# Work request
For this task, every record below must be reproduced exactly.

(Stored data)
_ _ _ _
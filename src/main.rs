//! # hm-gitinfo
//!
//! **hm-gitinfo** checks a Healthy Meals working copy before you commit,
//! open a pull request or start new work.
//!
//! Features:
//! - `hm-gitinfo check` inspects remotes, branches, pending changes and the
//!   history since the last merged pull request, and lists every problem found
//! - `hm-gitinfo ready <commit|pr|new-work>` applies the contribution rules
//!   to that inspection
//! - `hm-gitinfo config` prints the effective settings and where they came from
//!
//! This CLI is built with [clap](https://docs.rs/clap).

use anyhow::Result;
use clap::{ArgAction, Parser, Subcommand};
use hm_gitinfo::{Format, Overrides, Readiness, Target, cmd_check, cmd_config, cmd_ready};
use std::path::PathBuf;
use tracing_subscriber::EnvFilter;

/// Command-line interface definition.
#[derive(Parser, Debug)]
#[command(
    name = "hm-gitinfo",
    version,
    about = "hm-gitinfo - check a fork-and-upstream git clone",
    arg_required_else_help = true
)]
struct Cli {
    /// Working copy to inspect
    #[arg(long, global = true, default_value = ".")]
    repo: PathBuf,

    /// Expected connection string of the upstream remote
    #[arg(long, global = true)]
    upstream_git: Option<String>,

    /// Web URL of the upstream project
    #[arg(long, global = true)]
    upstream_url: Option<String>,

    /// Full commit id that must exist on the main branch ("" for an empty repository)
    #[arg(long, global = true)]
    anchor: Option<String>,

    /// More log output on stderr (-v info, -vv debug, -vvv trace)
    #[arg(short, long, global = true, action = ArgAction::Count)]
    verbose: u8,

    #[command(subcommand)]
    cmd: Option<Cmd>,
}

/// Available subcommands.
#[derive(Subcommand, Debug)]
enum Cmd {
    /// Inspect the working copy and report every problem found
    Check {
        #[arg(long, value_enum, default_value = "text")]
        format: Format,
    },
    /// Check whether the working copy is ready for the next step
    Ready {
        #[arg(value_enum)]
        what: Readiness,
    },
    /// Show the effective configuration
    Config,
}

/// `RUST_LOG` wins; otherwise the `-v` count picks the level.
fn init_tracing(verbose: u8) {
    let default = match verbose {
        0 => "warn",
        1 => "info",
        2 => "debug",
        _ => "trace",
    };
    let filter = EnvFilter::try_from_default_env().unwrap_or_else(|_| EnvFilter::new(default));
    tracing_subscriber::fmt()
        .with_env_filter(filter)
        .with_writer(std::io::stderr)
        .with_target(false)
        .init();
}

fn main() -> Result<()> {
    let cli = Cli::parse();
    init_tracing(cli.verbose);

    let Some(cmd) = cli.cmd else {
        return Ok(());
    };
    let target = Target {
        repo_dir: cli.repo,
        overrides: Overrides {
            upstream_git: cli.upstream_git,
            upstream_repo_url: cli.upstream_url,
            anchor_commit: cli.anchor,
        },
    };

    match cmd {
        Cmd::Check { format } => cmd_check(&target, format),
        Cmd::Ready { what } => cmd_ready(&target, what),
        Cmd::Config => cmd_config(&target),
    }
}
use anyhow::{Context, Result, bail};
use clap::ValueEnum;
use std::path::PathBuf;
use tracing::debug;

use crate::config::{Config, Overrides, load_config};
use crate::git::open_repo;
use crate::inspect::{RepoStatus, inspect};
use crate::progress::{finish_inspection, inspection_spinner};
use crate::report::{render_status, render_verdict};

/// The working copy to inspect and the command-line overrides for it.
#[derive(Debug, Clone)]
pub struct Target {
    pub repo_dir: PathBuf,
    pub overrides: Overrides,
}

#[derive(Debug, Clone, Copy, PartialEq, Eq, ValueEnum)]
pub enum Format {
    Text,
    Json,
}

#[derive(Debug, Clone, Copy, PartialEq, Eq, ValueEnum)]
pub enum Readiness {
    /// Pending changes may be committed on this branch
    Commit,
    /// The branch can be opened as a pull request
    Pr,
    /// Clean and caught up with upstream
    NewWork,
}

impl Readiness {
    fn label(self) -> &'static str {
        match self {
            Readiness::Commit => "commit",
            Readiness::Pr => "pull request",
            Readiness::NewWork => "new work",
        }
    }
}

/// Resolve the effective configuration for `target`.
pub fn effective_config(target: &Target) -> Result<(Config, Option<PathBuf>)> {
    let loaded = load_config(&target.repo_dir)?;
    let mut cfg = loaded.config;
    cfg.apply(&target.overrides);
    cfg.validate().context("invalid settings")?;
    Ok((cfg, loaded.source))
}

/// Open the working copy and inspect it behind a spinner.
///
/// # Errors
/// Only when the configuration is unusable or `repo_dir` is not a git
/// repository. Problems with the repository itself land in the returned
/// status.
fn run_inspection(target: &Target, cfg: &Config) -> Result<RepoStatus> {
    let repo = open_repo(&target.repo_dir)?;

    let pb = inspection_spinner(&target.repo_dir);
    let status = inspect(&repo, &cfg.expectations());
    debug!(errors = status.errors.len(), warnings = status.warnings.len(), "inspection done");
    finish_inspection(&pb, &target.repo_dir, status.errors.len());
    Ok(status)
}

/// CLI command: inspect the working copy and print the report.
///
/// # Errors
/// Returns an error (non-zero exit) when any check failed.
pub fn cmd_check(target: &Target, format: Format) -> Result<()> {
    let (cfg, _) = effective_config(target)?;
    let status = run_inspection(target, &cfg)?;

    match format {
        Format::Text => print!("{}", render_status(&status, &target.repo_dir)),
        Format::Json => println!("{}", serde_json::to_string_pretty(&status)?),
    }

    if !status.is_valid() {
        bail!("{} problem(s) found in {}", status.errors.len(), target.repo_dir.display());
    }
    Ok(())
}

/// CLI command: decide whether the working copy is ready for the next step.
///
/// # Errors
/// Returns an error (non-zero exit) when the verdict is "not ready".
pub fn cmd_ready(target: &Target, what: Readiness) -> Result<()> {
    let (cfg, _) = effective_config(target)?;
    let status = run_inspection(target, &cfg)?;
    let policy = cfg.policy();

    let verdict = match what {
        Readiness::Commit => policy.ready_for_commit(&status),
        Readiness::Pr => policy.ready_for_pr(&status),
        Readiness::NewWork => policy.ready_for_new_work(&status),
    };
    print!("{}", render_verdict(what.label(), &verdict));

    if !verdict.ready {
        bail!("not ready for {}", what.label());
    }
    Ok(())
}

/// CLI command: show where settings come from and their effective values.
pub fn cmd_config(target: &Target) -> Result<()> {
    let (cfg, source) = effective_config(target)?;
    match source {
        Some(p) => println!("# config: {}", p.display()),
        None => println!("# config: (defaults, no file found)"),
    }
    print!("{}", toml::to_string_pretty(&cfg)?);
    Ok(())
}
//! Tags large shuffle edges with a decoder that skips deserialization.

use crate::graph::{AttributeKey, CommunicationPattern, Dag, Decoder};
use crate::pass::AnnotatingPass;

/// For every edge whose *CommunicationPattern* attribute is *Shuffle*,
/// overwrites its *Decoder* attribute with [`Decoder::BytesDecoder`] — the
/// executor reads such edges as raw bytes instead of deserializing them,
/// enabling a relay-transform optimization downstream. Non-shuffle edges are
/// untouched.
#[derive(Debug, Clone, Copy, Default)]
pub struct LargeShuffleDecoderPass;

const READ_SET: [AttributeKey; 1] = [AttributeKey::CommunicationPattern];

impl AnnotatingPass for LargeShuffleDecoderPass {
    fn read_set(&self) -> &[AttributeKey] {
        &READ_SET
    }

    fn write_attribute(&self) -> AttributeKey {
        AttributeKey::Decoder
    }

    fn apply(&self, mut dag: Dag) -> Dag {
        let mut tagged = 0usize;
        for edge in dag.edges.values_mut() {
            if edge.attributes.communication_pattern() == Some(CommunicationPattern::Shuffle) {
                edge.attributes.set_decoder(Decoder::BytesDecoder);
                tagged += 1;
            }
        }
        tracing::debug!(tagged, "large shuffle decoder pass applied");
        dag
    }
}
_ _ _ _
# Exercise result
filename src/main.rs
//! # hm-gitinfo
//!
//! **hm-gitinfo** checks a Healthy Meals working copy before you commit,
//! open a pull request or start new work.
//!
//! Features:
//! - `hm-gitinfo check` inspects remotes, branches, pending changes and the
//!   history since the last merged pull request, and lists every problem found
//! - `hm-gitinfo ready <commit|pr|new-work>` applies the contribution rules
//!   to that inspection
//! - `hm-gitinfo config` prints the effective settings and where they came from
//!
//! This CLI is built with [clap](https://docs.rs/clap).

use anyhow::Result;
use clap::{ArgAction, Parser, Subcommand};
use hm_gitinfo::{Format, Overrides, Readiness, Target, cmd_check, cmd_config, cmd_ready};
use std::path::PathBuf;
use tracing_subscriber::EnvFilter;

/// Command-line interface definition.
#[derive(Parser, Debug)]
#[command(
    name = "hm-gitinfo",
    version,
    about = "hm-gitinfo - check a fork-and-upstream git clone",
    arg_required_else_help = true
)]
struct Cli {
    /// Working copy to inspect
    #[arg(long, global = true, default_value = ".")]
    repo: PathBuf,

    /// Expected connection string of the upstream remote
    #[arg(long, global = true)]
    upstream_git: Option<String>,

    /// Web URL of the upstream project
    #[arg(long, global = true)]
    upstream_url: Option<String>,

    /// Full commit id that must exist on the main branch ("" for an empty repository)
    #[arg(long, global = true)]
    anchor: Option<String>,

    /// More log output on stderr (-v info, -vv debug, -vvv trace)
    #[arg(short, long, global = true, action = ArgAction::Count)]
    verbose: u8,

    #[command(subcommand)]
    cmd: Option<Cmd>,
}

/// Available subcommands.
#[derive(Subcommand, Debug)]
enum Cmd {
    /// Inspect the working copy and report every problem found
    Check {
        #[arg(long, value_enum, default_value = "text")]
        format: Format,
    },
    /// Check whether the working copy is ready for the next step
    Ready {
        #[arg(value_enum)]
        what: Readiness,
    },
    /// Show the effective configuration
    Config,
}

/// `RUST_LOG` wins; otherwise the `-v` count picks the level.
fn init_tracing(verbose: u8) {
    let default = match verbose {
        0 => "warn",
        1 => "info",
        2 => "debug",
        _ => "trace",
    };
    let filter = EnvFilter::try_from_default_env().unwrap_or_else(|_| EnvFilter::new(default));
    tracing_subscriber::fmt()
        .with_env_filter(filter)
        .with_writer(std::io::stderr)
        .with_target(false)
        .init();
}

fn main() -> Result<()> {
    let cli = Cli::parse();
    init_tracing(cli.verbose);

    let Some(cmd) = cli.cmd else {
        return Ok(());
    };
    let target = Target {
        repo_dir: cli.repo,
        overrides: Overrides {
            upstream_git: cli.upstream_git,
            upstream_repo_url: cli.upstream_url,
            anchor_commit: cli.anchor,
        },
    };

    match cmd {
        Cmd::Check { format } => cmd_check(&target, format),
        Cmd::Ready { what } => cmd_ready(&target, what),
        Cmd::Config => cmd_config(&target),
    }
}
use anyhow::{Context, Result, bail};
use clap::ValueEnum;
use std::path::PathBuf;
use tracing::debug;

use crate::config::{Config, Overrides, load_config};
use crate::git::open_repo;
use crate::inspect::{RepoStatus, inspect};
use crate::progress::{finish_inspection, inspection_spinner};
use crate::report::{render_status, render_verdict};

/// The working copy to inspect and the command-line overrides for it.
#[derive(Debug, Clone)]
pub struct Target {
    pub repo_dir: PathBuf,
    pub overrides: Overrides,
}

#[derive(Debug, Clone, Copy, PartialEq, Eq, ValueEnum)]
pub enum Format {
    Text,
    Json,
}

#[derive(Debug, Clone, Copy, PartialEq, Eq, ValueEnum)]
pub enum Readiness {
    /// Pending changes may be committed on this branch
    Commit,
    /// The branch can be opened as a pull request
    Pr,
    /// Clean and caught up with upstream
    NewWork,
}

impl Readiness {
    fn label(self) -> &'static str {
        match self {
            Readiness::Commit => "commit",
            Readiness::Pr => "pull request",
            Readiness::NewWork => "new work",
        }
    }
}

/// Resolve the effective configuration for `target`.
pub fn effective_config(target: &Target) -> Result<(Config, Option<PathBuf>)> {
    let loaded = load_config(&target.repo_dir)?;
    let mut cfg = loaded.config;
    cfg.apply(&target.overrides);
    cfg.validate().context("invalid settings")?;
    Ok((cfg, loaded.source))
}

/// Open the working copy and inspect it behind a spinner.
///
/// # Errors
/// Only when the configuration is unusable or `repo_dir` is not a git
/// repository. Problems with the repository itself land in the returned
/// status.
fn run_inspection(target: &Target, cfg: &Config) -> Result<RepoStatus> {
    let repo = open_repo(&target.repo_dir)?;

    let pb = inspection_spinner(&target.repo_dir);
    let status = inspect(&repo, &cfg.expectations());
    debug!(errors = status.errors.len(), warnings = status.warnings.len(), "inspection done");
    finish_inspection(&pb, &target.repo_dir, status.errors.len());
    Ok(status)
}

/// CLI command: inspect the working copy and print the report.
///
/// # Errors
/// Returns an error (non-zero exit) when any check failed.
pub fn cmd_check(target: &Target, format: Format) -> Result<()> {
    let (cfg, _) = effective_config(target)?;
    let status = run_inspection(target, &cfg)?;

    match format {
        Format::Text => print!("{}", render_status(&status, &target.repo_dir)),
        Format::Json => println!("{}", serde_json::to_string_pretty(&status)?),
    }

    if !status.is_valid() {
        bail!("{} problem(s) found in {}", status.errors.len(), target.repo_dir.display());
    }
    Ok(())
}

/// CLI command: decide whether the working copy is ready for the next step.
///
/// # Errors
/// Returns an error (non-zero exit) when the verdict is "not ready".
pub fn cmd_ready(target: &Target, what: Readiness) -> Result<()> {
    let (cfg, _) = effective_config(target)?;
    let status = run_inspection(target, &cfg)?;
    let policy = cfg.policy();

    let verdict = match what {
        Readiness::Commit => policy.ready_for_commit(&status),
        Readiness::Pr => policy.ready_for_pr(&status),
        Readiness::NewWork => policy.ready_for_new_work(&status),
    };
    print!("{}", render_verdict(what.label(), &verdict));

    if !verdict.ready {
        bail!("not ready for {}", what.label());
    }
    Ok(())
}

/// CLI command: show where settings come from and their effective values.
pub fn cmd_config(target: &Target) -> Result<()> {
    let (cfg, source) = effective_config(target)?;
    match source {
        Some(p) => println!("# config: {}", p.display()),
        None => println!("# config: (defaults, no file found)"),
    }
    print!("{}", toml::to_string_pretty(&cfg)?);
    Ok(())
}
//! Tags large shuffle edges with a decoder that skips deserialization.

use crate::graph::{AttributeKey, CommunicationPattern, Dag, Decoder};
use crate::pass::AnnotatingPass;

/// For every edge whose *CommunicationPattern* attribute is *Shuffle*,
/// overwrites its *Decoder* attribute with [`Decoder::BytesDecoder`] — the
/// executor reads such edges as raw bytes instead of deserializing them,
/// enabling a relay-transform optimization downstream. Non-shuffle edges are
/// untouched.
#[derive(Debug, Clone, Copy, Default)]
pub struct LargeShuffleDecoderPass;

const READ_SET: [AttributeKey; 1] = [AttributeKey::CommunicationPattern];

impl AnnotatingPass for LargeShuffleDecoderPass {
    fn read_set(&self) -> &[AttributeKey] {
        &READ_SET
    }

    fn write_attribute(&self) -> AttributeKey {
        AttributeKey::Decoder
    }

    fn apply(&self, mut dag: Dag) -> Dag {
        let mut tagged = 0usize;
        for edge in dag.edges.values_mut() {
            if edge.attributes.communication_pattern() == Some(CommunicationPattern::Shuffle) {
                edge.attributes.set_decoder(Decoder::BytesDecoder);
                tagged += 1;
            }
        }
        tracing::debug!(tagged, "large shuffle decoder pass applied");
        dag
    }
}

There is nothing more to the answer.